--- SUPPLIED RECORDS ---

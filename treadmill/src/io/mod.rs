//! Side-effecting adapters: git, the search API, external tools and files.

pub mod config;
pub mod git;
pub mod github;
pub mod manifest;
pub mod sentinel;
pub mod tools;
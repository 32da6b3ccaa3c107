//! Development-time tracing.
//!
//! Operator output lives in [`report`](crate::report); this module only
//! configures diagnostics on stderr.

use tracing_subscriber::{EnvFilter, fmt, layer::SubscriberExt, util::SubscriberInitExt};

/// How chatty diagnostics should be when `RUST_LOG` is unset.
#[derive(Debug, Clone, Copy, PartialEq, Eq)]
pub enum Verbosity {
    Quiet,
    Verbose,
    Debug,
}

impl Verbosity {
    fn default_directive(self) -> &'static str {
        match self {
            Verbosity::Quiet => "warn",
            Verbosity::Verbose => "warn,treadmill=info",
            Verbosity::Debug => "info,treadmill=debug",
        }
    }
}

/// Initialize the tracing subscriber.
///
/// `RUST_LOG` wins over `verbosity`. Output: stderr, compact format.
///
/// # Example
/// ```bash
/// RUST_LOG=treadmill=debug treadmill --sync
/// ```
pub fn init(verbosity: Verbosity) {
    let filter = EnvFilter::try_from_default_env()
        .unwrap_or_else(|_| EnvFilter::new(verbosity.default_directive()));

    tracing_subscriber::registry()
        .with(filter)
        .with(fmt::layer().with_writer(std::io::stderr).compact())
        .init();
}
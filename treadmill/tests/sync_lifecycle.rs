//! End-to-end `--sync` scenarios against a real upstream and working clone.
//!
//! Vendoring is done by the fixture's shell scripts, which write the
//! dependency version found in `dep-head`; build and checks are `true`
//! unless a test swaps them out.

use std::fs;

use treadmill::error::{Halt, exit_code_for};
use treadmill::exit_codes;
use treadmill::io::tools::ProcessRunner;
use treadmill::options::{Mode, Options};
use treadmill::sync::{SyncOutcome, run_sync};
use treadmill::test_support::{DEV_VERSION, TREADMILL_SUBJECT, TestRepo};

fn treadmill_repo() -> TestRepo {
    let repo = TestRepo::new().expect("repo");
    repo.make_treadmill_branch("treadmill", "origin/main")
        .expect("treadmill branch");
    repo
}

fn sync_opts() -> Options {
    Options::new(Mode::Sync)
}

fn subject(repo: &TestRepo, rev: &str) -> String {
    repo.git(&["log", "-1", "--format=%s", rev])
        .expect("log")
        .trim()
        .to_string()
}

#[test]
fn unchanged_dependency_is_a_no_op() {
    let repo = treadmill_repo();
    let before = repo.head().expect("head");

    let outcome = run_sync(repo.path(), &repo.config(), &sync_opts(), &ProcessRunner).expect("sync");

    match outcome {
        SyncOutcome::Unchanged { pin } => {
            assert_eq!(pin.as_str(), format!("example.com/dep {DEV_VERSION}"));
        }
        other => panic!("expected no-op, got {other:?}"),
    }
    assert_eq!(repo.head().expect("head"), before);
    assert_eq!(repo.git(&["rev-parse", "--abbrev-ref", "HEAD"]).expect("branch").trim(), "treadmill");
    assert!(!repo.sentinel_path().exists());
}

#[test]
fn new_dependency_head_rebuilds_the_pair_then_settles() {
    let repo = treadmill_repo();
    let before = repo.head().expect("head");
    let main = repo.rev("main").expect("main");
    repo.set_dependency_head("v1.1.0-dev.2").expect("dep head");

    let outcome = run_sync(repo.path(), &repo.config(), &sync_opts(), &ProcessRunner).expect("sync");

    let SyncOutcome::Updated(summary) = outcome else {
        panic!("expected an update, got {outcome:?}");
    };
    assert_eq!(summary.branch, "treadmill");
    assert_eq!(summary.old.version(), DEV_VERSION);
    assert_eq!(summary.new.version(), "v1.1.0-dev.2");
    assert!(!summary.rebased);
    assert!(summary.changed);

    let after = repo.head().expect("head");
    assert_ne!(after, before);
    assert_eq!(subject(&repo, "HEAD"), TREADMILL_SUBJECT);
    assert_eq!(
        subject(&repo, "HEAD^"),
        "[DO NOT MERGE] vendor in example.com/dep @ v1.1.0-dev.2"
    );
    let junk_body = repo.git(&["log", "-1", "--format=%b", "HEAD^"]).expect("body");
    assert!(junk_body.contains("JUNK COMMIT"));
    assert!(junk_body.contains(&format!(" - example.com/dep {DEV_VERSION} -> v1.1.0-dev.2")));
    assert_eq!(repo.rev("HEAD~2").expect("base"), main);

    let vendored = fs::read_to_string(repo.path().join("vendor/example.com/dep/dep.go")).expect("read");
    assert_eq!(vendored, "package dep // v1.1.0-dev.2\n");
    let widget = fs::read_to_string(repo.path().join("widget.go")).expect("read");
    assert!(widget.contains("DepAPI"), "treadmill commit must be re-applied");
    assert!(!repo.sentinel_path().exists());

    // A second run with nothing new leaves HEAD alone.
    let again = run_sync(repo.path(), &repo.config(), &sync_opts(), &ProcessRunner).expect("sync");
    assert!(matches!(again, SyncOutcome::Unchanged { .. }));
    assert_eq!(repo.head().expect("head"), after);
}

#[test]
fn integration_progress_rebases_the_pair() {
    let repo = treadmill_repo();
    let tip = repo.advance_upstream("README.md", "widget, now with docs\n").expect("advance");

    let outcome = run_sync(repo.path(), &repo.config(), &sync_opts(), &ProcessRunner).expect("sync");

    let SyncOutcome::Updated(summary) = outcome else {
        panic!("expected an update, got {outcome:?}");
    };
    assert!(summary.rebased);
    assert_eq!(summary.old, summary.new);
    assert_eq!(repo.rev("main").expect("main"), tip);
    assert_eq!(repo.rev("HEAD~2").expect("base"), tip);
    assert_eq!(subject(&repo, "HEAD"), TREADMILL_SUBJECT);
    let junk_body = repo.git(&["log", "-1", "--format=%b", "HEAD^"]).expect("body");
    assert!(junk_body.contains(" - rebased onto main"));
    let ci = fs::read_to_string(repo.path().join(".cirrus.yml")).expect("read ci");
    let expected = treadmill::core::ci_order::rewrite_task_order(
        treadmill::test_support::CIRRUS,
        &repo.config().task_order(),
    );
    assert_eq!(ci, expected);
}

#[test]
fn force_verifies_a_no_op() {
    let repo = treadmill_repo();
    let before = repo.head().expect("head");
    let mut cfg = repo.config();
    cfg.commands.build = vec!["false".to_string()];

    // Without --force the broken build is never reached.
    run_sync(repo.path(), &cfg, &sync_opts(), &ProcessRunner).expect("sync");

    let opts = Options {
        force: true,
        ..sync_opts()
    };
    let err = run_sync(repo.path(), &cfg, &opts, &ProcessRunner).unwrap_err();
    assert!(err.to_string().contains("build failed"));
    assert_eq!(repo.head().expect("head"), before);
}

#[test]
fn failed_check_reports_remediation() {
    let repo = treadmill_repo();
    repo.set_dependency_head("v1.1.0-dev.3").expect("dep head");
    let mut cfg = repo.config();
    cfg.commands.integration_dry_run = vec!["false".to_string()];

    let err = run_sync(repo.path(), &cfg, &sync_opts(), &ProcessRunner).unwrap_err();

    assert_eq!(exit_code_for(&err), exit_codes::VERIFY_FAILED);
    let text = format!("{err:#}");
    assert!(text.contains("integration dry run"), "{text}");
    assert!(text.contains("git rebase -i HEAD~2"));
    // The pair itself was rebuilt.
    assert_eq!(subject(&repo, "HEAD"), TREADMILL_SUBJECT);
    assert!(!repo.sentinel_path().exists());
}

#[test]
fn failure_inside_guarded_phase_keeps_sentinel() {
    let repo = treadmill_repo();
    let before = repo.head().expect("head");
    repo.set_dependency_head("v1.1.0-dev.4").expect("dep head");
    let mut cfg = repo.config();
    cfg.commands.revendor = vec!["false".to_string()];

    let err = run_sync(repo.path(), &cfg, &sync_opts(), &ProcessRunner).unwrap_err();

    assert_eq!(exit_code_for(&err), exit_codes::FAILED);
    let Some(Halt::GuardedPhase { sentinel, .. }) = err.downcast_ref::<Halt>() else {
        panic!("expected a guarded-phase failure, got {err:#}");
    };
    assert_eq!(sentinel, &repo.sentinel_path());
    assert!(repo.sentinel_path().exists());
    let text = err.to_string();
    assert!(text.contains("re-vendor failed"), "{text}");
    assert!(text.contains("Manual recovery required"));
    assert!(text.contains(&format!("git reset --hard {before}")));

    // The saved patch is enough to restore the treadmill commit by hand.
    repo.git(&["reset", "-q", "--hard", &before]).expect("reset");
    let patch = fs::read_to_string(repo.sentinel_path()).expect("read sentinel");
    assert!(patch.contains(TREADMILL_SUBJECT));
}

fn expect_guarded(err: &anyhow::Error, repo: &TestRepo) {
    assert_eq!(exit_code_for(err), exit_codes::FAILED);
    let Some(Halt::GuardedPhase { sentinel, .. }) = err.downcast_ref::<Halt>() else {
        panic!("expected a guarded-phase failure, got {err:#}");
    };
    assert_eq!(sentinel, &repo.sentinel_path());
    assert!(repo.sentinel_path().exists());
    assert!(err.to_string().contains("Manual recovery required"));
}

#[test]
fn treadmill_commit_that_no_longer_applies_keeps_sentinel() {
    let repo = treadmill_repo();
    let before = repo.head().expect("head");
    repo.advance_upstream("widget.go", "package widget\n\nconst DepAPI = 1\n")
        .expect("advance");

    let err = run_sync(repo.path(), &repo.config(), &sync_opts(), &ProcessRunner).unwrap_err();

    expect_guarded(&err, &repo);
    let text = err.to_string();
    assert!(text.contains("git am -q"), "{text}");
    assert!(text.contains(&format!("git reset --hard {before}")));
    let patch = fs::read_to_string(repo.sentinel_path()).expect("read sentinel");
    assert!(patch.contains("const DepAPI = 2"));
}

#[test]
fn rebase_conflict_keeps_sentinel() {
    let repo = TestRepo::new().expect("repo");
    repo.git(&["checkout", "-q", "-b", "local-base", "origin/main"]).expect("checkout");
    fs::write(repo.path().join("README.md"), "widget, local notes\n").expect("write");
    repo.git(&["commit", "-q", "-a", "-m", "Local notes"]).expect("commit");
    repo.make_treadmill_branch("treadmill", "local-base").expect("treadmill branch");
    repo.advance_upstream("README.md", "widget, upstream notes\n").expect("advance");

    let err = run_sync(repo.path(), &repo.config(), &sync_opts(), &ProcessRunner).unwrap_err();

    expect_guarded(&err, &repo);
    let text = err.to_string();
    assert!(text.contains("git rebase -q"), "{text}");
    assert!(text.contains("git rebase --abort"));
}

#[test]
fn failed_pull_returns_to_the_working_branch() {
    let repo = treadmill_repo();
    repo.git(&["checkout", "-q", "main"]).expect("checkout");
    fs::write(repo.path().join("README.md"), "widget, diverged\n").expect("write");
    repo.git(&["commit", "-q", "-a", "-m", "Local main commit"]).expect("commit");
    repo.git(&["checkout", "-q", "treadmill"]).expect("checkout");
    let before = repo.head().expect("head");
    repo.advance_upstream("README.md", "widget, upstream\n").expect("advance");

    let err = run_sync(repo.path(), &repo.config(), &sync_opts(), &ProcessRunner).unwrap_err();

    assert_eq!(exit_code_for(&err), exit_codes::FAILED);
    assert!(err.downcast_ref::<Halt>().is_none(), "{err:#}");
    assert!(err.to_string().contains("fast-forward main from origin"), "{err:#}");
    assert_eq!(
        repo.git(&["rev-parse", "--abbrev-ref", "HEAD"]).expect("branch").trim(),
        "treadmill"
    );
    assert_eq!(repo.head().expect("head"), before);
    assert!(!repo.sentinel_path().exists());
}

#[test]
fn missing_upstream_remote_is_reported() {
    let repo = treadmill_repo();
    let before = repo.head().expect("head");
    let mut cfg = repo.config();
    cfg.upstream.repo = "acme/other".to_string();

    let err = run_sync(repo.path(), &cfg, &sync_opts(), &ProcessRunner).unwrap_err();

    let text = err.to_string();
    assert!(text.contains("no git remote points at 'acme/other'"), "{text}");
    assert!(text.contains("git remote add upstream"));
    assert_eq!(repo.head().expect("head"), before);
    assert!(!repo.sentinel_path().exists());
}

#[test]
fn new_vendored_files_with_spaced_names_are_committed() {
    let repo = treadmill_repo();
    let name = "vendor/example.com/dep/new file \u{e9}.go";
    let mut cfg = repo.config();
    let script = cfg.commands.revendor[1].clone();
    cfg.commands.revendor = vec![
        "sh".to_string(),
        "-c".to_string(),
        format!("sh '{script}' && printf 'package dep\\n' > '{name}'"),
    ];

    let outcome = run_sync(repo.path(), &cfg, &sync_opts(), &ProcessRunner).expect("sync");

    let SyncOutcome::Updated(summary) = outcome else {
        panic!("expected an update, got {outcome:?}");
    };
    assert!(summary.changed);
    let junk_files = repo
        .git(&["ls-tree", "-r", "-z", "--name-only", "HEAD^", "vendor"])
        .expect("ls-tree");
    assert!(junk_files.split('\0').any(|path| path == name), "{junk_files:?}");
    assert!(repo.git(&["status", "--porcelain"]).expect("status").trim().is_empty());
    assert_eq!(subject(&repo, "HEAD"), TREADMILL_SUBJECT);
}

#[test]
fn dry_run_touches_nothing() {
    let repo = treadmill_repo();
    let before = repo.head().expect("head");
    repo.set_dependency_head("v1.1.0-dev.5").expect("dep head");
    let opts = Options {
        dry_run: true,
        ..sync_opts()
    };

    let outcome = run_sync(repo.path(), &repo.config(), &opts, &ProcessRunner).expect("sync");

    assert_eq!(outcome, SyncOutcome::DryRun);
    assert_eq!(repo.head().expect("head"), before);
    assert!(!repo.sentinel_path().exists());
    assert!(repo.git(&["status", "--porcelain"]).expect("status").trim().is_empty());
}

#[test]
fn refuses_the_integration_branch() {
    let repo = treadmill_repo();
    repo.git(&["checkout", "-q", "main"]).expect("checkout");
    let err = run_sync(repo.path(), &repo.config(), &sync_opts(), &ProcessRunner).unwrap_err();
    assert!(err.to_string().contains("refuse to run on 'main'"));
}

---

→ INSTRUCTIONS FOR THE TASK:
Exactly as they stand, please print the lines from the first line of the records above down to the line that includes "which write the", both of those included and no others.

→ YOUR RESPONSE:
filename treadmill/src/io/mod.rs
//! Side-effecting adapters: git, the search API, external tools and files.

pub mod config;
pub mod git;
pub mod github;
pub mod manifest;
pub mod sentinel;
pub mod tools;
repository 32da6b3ccaa3c107
//! Development-time tracing.
//!
//! Operator output lives in [`report`](crate::report); this module only
//! configures diagnostics on stderr.

use tracing_subscriber::{EnvFilter, fmt, layer::SubscriberExt, util::SubscriberInitExt};

/// How chatty diagnostics should be when `RUST_LOG` is unset.
#[derive(Debug, Clone, Copy, PartialEq, Eq)]
pub enum Verbosity {
    Quiet,
    Verbose,
    Debug,
}

impl Verbosity {
    fn default_directive(self) -> &'static str {
        match self {
            Verbosity::Quiet => "warn",
            Verbosity::Verbose => "warn,treadmill=info",
            Verbosity::Debug => "info,treadmill=debug",
        }
    }
}

/// Initialize the tracing subscriber.
///
/// `RUST_LOG` wins over `verbosity`. Output: stderr, compact format.
///
/// # Example
/// ```bash
/// RUST_LOG=treadmill=debug treadmill --sync
/// ```
pub fn init(verbosity: Verbosity) {
    let filter = EnvFilter::try_from_default_env()
        .unwrap_or_else(|_| EnvFilter::new(verbosity.default_directive()));

    tracing_subscriber::registry()
        .with(filter)
        .with(fmt::layer().with_writer(std::io::stderr).compact())
        .init();
}
filename treadmill/tests/sync_lifecycle.rs
//! End-to-end `--sync` scenarios against a real upstream and working clone.
//!
//! Vendoring is done by the fixture's shell scripts, which write the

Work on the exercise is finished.